As Limburger sales suffered, the enterprising cheese maker, J.L. Kraft of Chicago, consolidated his Kraft Cheese empire via modern processing, packaging, and marketing. He offered what we recognize today as Kraft American Cheese, i.e., mild, with no smell. Kraft’s 1928 acquisition of Philadelphia Cream Cheese allowed him to corner the market. By 1930, Kraft sold a reported 40% of all cheese in the United States and promoted it by sponsoring the popular Kraft Music Hall radio show, which featured suave crooner Bing Crosby.
Instead of Crosby, Limburger got the Three Stooges in Horses’ Collars (1935). In that, Jerome “Curly” Howard uses Limburger as a tranquilizer to calm his berserker rages of slapstick, inspiring his most famous catchphrase: “Moe, Larry, the cheese! Moe, Larry, the cheese!” In 1935, a mid-western border war erupted when Warren F. Miller, postmaster of Independence, Iowa, banned all Limburger from Monroe, Wisconsin after an Iowa mail carrier grew nauseous carrying it in his mail truck. The lowest moment came during the Lindbergh kidnapping trial. Aviator Charles Lindbergh’s toddler son had been kidnapped and murdered by German immigrant Bruno Richard Hauptmann, and tabloids reported Limburger as the killer’s favorite jailhouse snack. When your celebrity spokesmen are the Three Stooges and the Lindbergh baby killer, you have a branding problem.
World War II pressed Limburger into service again, this time with Daffy Duck. In The Commando (1943), Daffy thwarts a Nazi general, who he dubs “Von Limburger.” After the war, science set about curing Limburger of its smell. Odorless but sharp Limburger, that Holy Grail, was confidently predicted several times by the Oppenheimers of cheese—but they failed, too. No smell meant no taste.
Instead, by 1949, cheese science advanced the Kraft “single,” uniformly cut slices for fast, easy sandwiches. What was science to Limburger? In Abbott and Costello Go to Mars (1953), Lou Costello gets a slice dropped into his glass bubble space helmet and is trapped in it, begging for mercy—and that was about it.
Limburger hit noir bottom in the postwar 40s. In a jailhouse interview, Ohio mass murderer Richard Murl Davis spoke to local reporters as he waited to hear if he would get the electric chair. On September 17, 1948, the Youngstown Vindicator reported him ripe with gallows humor and Limburger sandwiches, brought to him by his ailing mother. “I’ll burn,” said Davis, cackling at his guard. “You come and have my last meal with me. We’ll show them how to pack it away, won’t we boy?”

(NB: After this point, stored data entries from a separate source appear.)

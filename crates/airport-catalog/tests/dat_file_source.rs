//! Tests for the `airports.dat` catalog source against real files.

use airport_catalog::{AirportSource, DatFileSource};
use test_utils::{default_airports, default_temp_catalog, temp_catalog};
use weather_common::{AirportRecord, WeatherError};

#[tokio::test]
async fn test_load_default_catalog() {
    let catalog = default_temp_catalog();
    let source = DatFileSource::new(&catalog.path);

    let airports = source.load().await.unwrap();
    assert_eq!(airports, default_airports());
}

#[tokio::test]
async fn test_persist_then_load_round_trips() {
    let catalog = default_temp_catalog();
    let source = DatFileSource::new(&catalog.path);

    let mut airports = source.load().await.unwrap();
    airports.push(AirportRecord::new("FOR", 3.7736, 38.5286));
    airports.retain(|a| a.iata != "EWR");

    source.persist(&airports).await.unwrap();
    let reloaded = source.load().await.unwrap();

    assert_eq!(reloaded, airports);
    assert_eq!(reloaded.last().unwrap().iata, "FOR");
}

#[tokio::test]
async fn test_persist_renumbers_primary_keys() {
    let catalog = temp_catalog("");
    let source = DatFileSource::new(&catalog.path);

    source
        .persist(&[
            AirportRecord::new("FOR", 3.7736, 38.5286),
            AirportRecord::new("REC", 8.1259, 34.9240),
        ])
        .await
        .unwrap();

    let content = std::fs::read_to_string(&catalog.path).unwrap();
    let lines: Vec<&str> = content.lines().collect();
    assert_eq!(lines.len(), 2);
    assert!(lines[0].starts_with("1,"));
    assert!(lines[1].starts_with("2,"));
    assert!(!content.ends_with('\n'));
}

#[tokio::test]
async fn test_load_missing_file_is_io_error() {
    let catalog = default_temp_catalog();
    let source = DatFileSource::new(catalog.dir.path().join("missing.dat"));

    let err = source.load().await.unwrap_err();
    assert!(matches!(err, WeatherError::Io(_)));
}

#[tokio::test]
async fn test_persist_into_missing_directory_is_io_error() {
    let catalog = default_temp_catalog();
    let source = DatFileSource::new(catalog.dir.path().join("nope").join("airports.dat"));

    let err = source
        .persist(&[AirportRecord::new("FOR", 3.7736, 38.5286)])
        .await
        .unwrap_err();
    assert_eq!(err.error_code(), "IOFailure");
}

By the 1950s, Limburger’s last fans bid it adieu, resigning it to its fate as a dish that baby boomers might see their grandparents eating. At sixty, literary critic Edmund Wilson wrote in his diary that it was time to quit Limburger:
One evening I drank a whole bottle of champagne and what was left of a bottle of Old Grand-dad and started in on a bottle of red wine. I was eating Limburger cheese and gingersnaps. This began about five in the afternoon—I fell asleep in my chair, woke up when Beverly came, thinking it was the next morning, and felt queasy for the next twenty-four hours. Otis told me this afternoon that a brother of his mother’s had died the next morning after a combination of home brew and Limburger at night.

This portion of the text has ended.